Leprosy Mailing List – January 27,  2022

 

Ref.:  (LML) Median nerve damage in leprosy

 

From:  Zhaudat Umerov, Moscow, Russia

 

Dear Pieter,

 

 

Thanks to Wim Theuvenet  for the important question in the LML mail of January 9th.2022. The possibility of widespread use of nerve decompression techniques in the carpal canal in the early stages (loss of sensitivity, without muscle atrophy) is a very tempting program to combat disability. This can be successful with the detailed development of both indications and contraindications.  

 

It may be useful to recall the mechanism of nerve damage. The results of the study using polyclonal and monoclonal antibodies established cross reactive (mimicking) antigenic determinants of M.leprae and the myelin sheath of peripheral nerves. Consequently, the pathogen causes a cellular and humoral immune response against the pathogen and peripheral nervous tissue (CMI and autoantibodies).
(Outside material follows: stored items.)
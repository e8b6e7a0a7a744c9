//! Fragment copy/delete CLI commands

use anyhow::{Context, Result};
use clap::{Args, Subcommand};

use super::output::Output;
use super::prompt;
use crate::domain::to_unix_time;
use crate::engine::{ArrayEngine, Backend, FragmentRange};

const POWER_USER_STATEMENT: &str = "This is a power command intended for advanced users only. \
    Enter yes to acknowledge this statement and continue or no to abort. \
    Pass the --force/-f flag to bypass this prompt in the future.";

/// Time range and switches shared by copy and delete
#[derive(Args, Debug)]
pub struct RangeArgs {
    /// Start of the range (UNIX seconds or a date)
    time_start: String,

    /// End of the range, inclusive (UNIX seconds or a date)
    time_end: String,

    /// Print the fragments being processed
    #[arg(long, short = 'v')]
    verbose: bool,

    /// Only print what would be done
    #[arg(long, short = 'n')]
    dry_run: bool,

    /// Skip the confirmation prompt
    #[arg(long, short = 'f')]
    force: bool,
}

impl RangeArgs {
    fn to_range(&self) -> Result<FragmentRange> {
        let start = to_unix_time(&self.time_start).context("Invalid TIME_START")?;
        let end = to_unix_time(&self.time_end).context("Invalid TIME_END")?;

        Ok(FragmentRange {
            start,
            end,
            verbose: self.verbose,
            dry_run: self.dry_run,
        })
    }
}

#[derive(Subcommand)]
pub enum FragmentsCommands {
    /// Copy a range of fragments into a new or existing array
    Copy {
        /// Source array URI
        uri_src: String,

        /// Destination array URI
        uri_dst: String,

        #[command(flatten)]
        range: RangeArgs,
    },

    /// Delete a range of fragments from an array
    Delete {
        /// Array URI
        uri: String,

        #[command(flatten)]
        range: RangeArgs,
    },
}

pub fn run(cmd: FragmentsCommands, engine: &dyn Backend, output: &Output) -> Result<()> {
    match cmd {
        FragmentsCommands::Copy {
            uri_src,
            uri_dst,
            range,
        } => {
            let fragments = range.to_range()?;
            if !range.force && !prompt::confirm(POWER_USER_STATEMENT)? {
                output.verbose_ctx("fragments", "Aborted by user");
                return Ok(());
            }

            let result = engine
                .create_array_from_fragments(&uri_src, &uri_dst, &fragments)
                .with_context(|| format!("Failed to copy fragments from {}", uri_src))?;
            output.outcome(
                &result,
                &format!(
                    "Copied fragments {}..={} from {} to {}",
                    fragments.start, fragments.end, uri_src, uri_dst
                ),
            );
        }
        FragmentsCommands::Delete { uri, range } => {
            let fragments = range.to_range()?;
            if !range.force && !prompt::confirm(POWER_USER_STATEMENT)? {
                output.verbose_ctx("fragments", "Aborted by user");
                return Ok(());
            }

            let result = engine
                .delete_fragments(&uri, &fragments)
                .with_context(|| format!("Failed to delete fragments from {}", uri))?;
            output.outcome(
                &result,
                &format!(
                    "Deleted fragments {}..={} from {}",
                    fragments.start, fragments.end, uri
                ),
            );
        }
    }

    Ok(())
}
The normal (non-immunodeficient) host immune system protects the body by removing autoreactive T cells in the thymus and peripheral lymphatic system using a subclass of CD4+CD25 FOXP3+ T-regulatory cells. The removal of these cells suppresses the host's cellular immune response against the pathogen and the myelin sheath of Schwann cells. This is typical for multibacillary leprosy. However, T-reg. cells do not affect B-lymphocytes and the production of cross-reacting IgM and IgG antibodies.     

 

The place of doubling (reproduction) of the pathogen is the phagolysosome compartment of the host macrophages, and the cell wall of macrophages and membranes of phagolysosomes are impervious to high-molecular IgG - 150 kDa, IgM - 970 kDa autoantibodies. Consequently, the reaction of autoantibodies with intracellular pathogen and Schwann cell myelin does not occur. However, antibodies react with pathogen antigens expressed on surrounding tissues including epineurium.  An inflammatory immune response causes fibrosis, which compresses nerve fibers.

 

In these cases, the functional activity of the nerves may persist for a long time, which is an indication for performing a nerve decompression operation in the carpal tunnel. 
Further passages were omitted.